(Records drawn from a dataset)
+ + + +

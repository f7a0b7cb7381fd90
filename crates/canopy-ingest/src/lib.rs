//! Canopy Ingest - Inputs to a clustering run
//!
//! Fetches alert points from the Global Forest Watch data API and loads
//! GeoJSON reference layers used for enrichment.

pub mod gfw;
pub mod layers;

pub use gfw::GfwAlertSource;
pub use layers::load_reference_layer;
use canopy_cluster::ClusterStats;
use canopy_core::config::ConfigSource;
use canopy_core::models::{ClusterSummary, ClusteredRecord, PublishReport};
use chrono::NaiveDate;
use serde::Serialize;
use tabled::Tabled;

/// One line of the cluster table
#[derive(Debug, Serialize, Tabled)]
pub struct ClusterRow {
    #[tabled(rename = "Cluster")]
    pub cluster_id: String,

    #[tabled(rename = "Points")]
    pub points: usize,

    #[tabled(rename = "Area (m²)")]
    pub area_m2: f64,

    #[tabled(rename = "Area (ha)", display_with = "format_hectares")]
    pub area_ha: f64,

    #[tabled(rename = "Overlap (m²)", display_with = "format_overlap")]
    pub overlap_m2: f64,

    #[tabled(rename = "Centroid", display_with = "format_centroid")]
    pub centroid: Option<[f64; 2]>,
}

impl From<&ClusterSummary> for ClusterRow {
    fn from(summary: &ClusterSummary) -> Self {
        Self {
            cluster_id: summary.id.to_string(),
            points: summary.point_count(),
            area_m2: summary.area_m2,
            area_ha: summary.area_ha,
            overlap_m2: summary.overlap_m2(),
            centroid: summary.centroid,
        }
    }
}

fn format_hectares(value: &f64) -> String {
    format!("{:.4}", value)
}

fn format_overlap(value: &f64) -> String {
    format!("{:.2}", value)
}

fn format_centroid(value: &Option<[f64; 2]>) -> String {
    match value {
        Some([lon, lat]) => format!("{:.5}, {:.5}", lon, lat),
        None => "-".to_string(),
    }
}

/// Output for run command
#[derive(Debug, Serialize)]
pub struct RunOutput {
    pub dry_run: bool,
    pub start: NaiveDate,
    pub end: NaiveDate,
    pub planar_crs: String,
    pub fetched: usize,
    pub in_aoi: usize,
    pub total_area_m2: f64,
    pub stats: ClusterStats,
    pub warnings: Vec<String>,
    pub clusters: Vec<ClusterRow>,
    pub publish: Option<PublishReport>,
}

/// Output for cluster command
#[derive(Debug, Serialize)]
pub struct ClusterOutput {
    pub input: String,
    pub planar_crs: String,
    pub alerts: usize,
    pub total_area_m2: f64,
    pub stats: ClusterStats,
    pub warnings: Vec<String>,
    pub clusters: Vec<ClusterRow>,
    #[serde(skip_serializing_if = "Option::is_none")]
    pub rows: Option<Vec<ClusteredRecord>>,
}

/// One configuration entry
#[derive(Debug, Serialize, Tabled)]
pub struct ConfigEntry {
    #[tabled(rename = "Key")]
    pub key: String,

    #[tabled(rename = "Value")]
    pub value: String,

    #[tabled(rename = "Source", display_with = "format_source")]
    pub source: ConfigSource,
}

fn format_source(source: &ConfigSource) -> String {
    format!("{:?}", source)
}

+ + + +

:: What you need to do ::
An exact copy of the lines above, from the one containing "pub struct RunOutput" down to the one containing "pub struct ClusterOutput" and including both, is the whole answer; retype it and nothing else.

:: Answer section ::
pub struct RunOutput {
    pub dry_run: bool,
    pub start: NaiveDate,
    pub end: NaiveDate,
    pub planar_crs: String,
    pub fetched: usize,
    pub in_aoi: usize,
    pub total_area_m2: f64,
    pub stats: ClusterStats,
    pub warnings: Vec<String>,
    pub clusters: Vec<ClusterRow>,
    pub publish: Option<PublishReport>,
}

/// Output for cluster command
#[derive(Debug, Serialize)]
pub struct ClusterOutput {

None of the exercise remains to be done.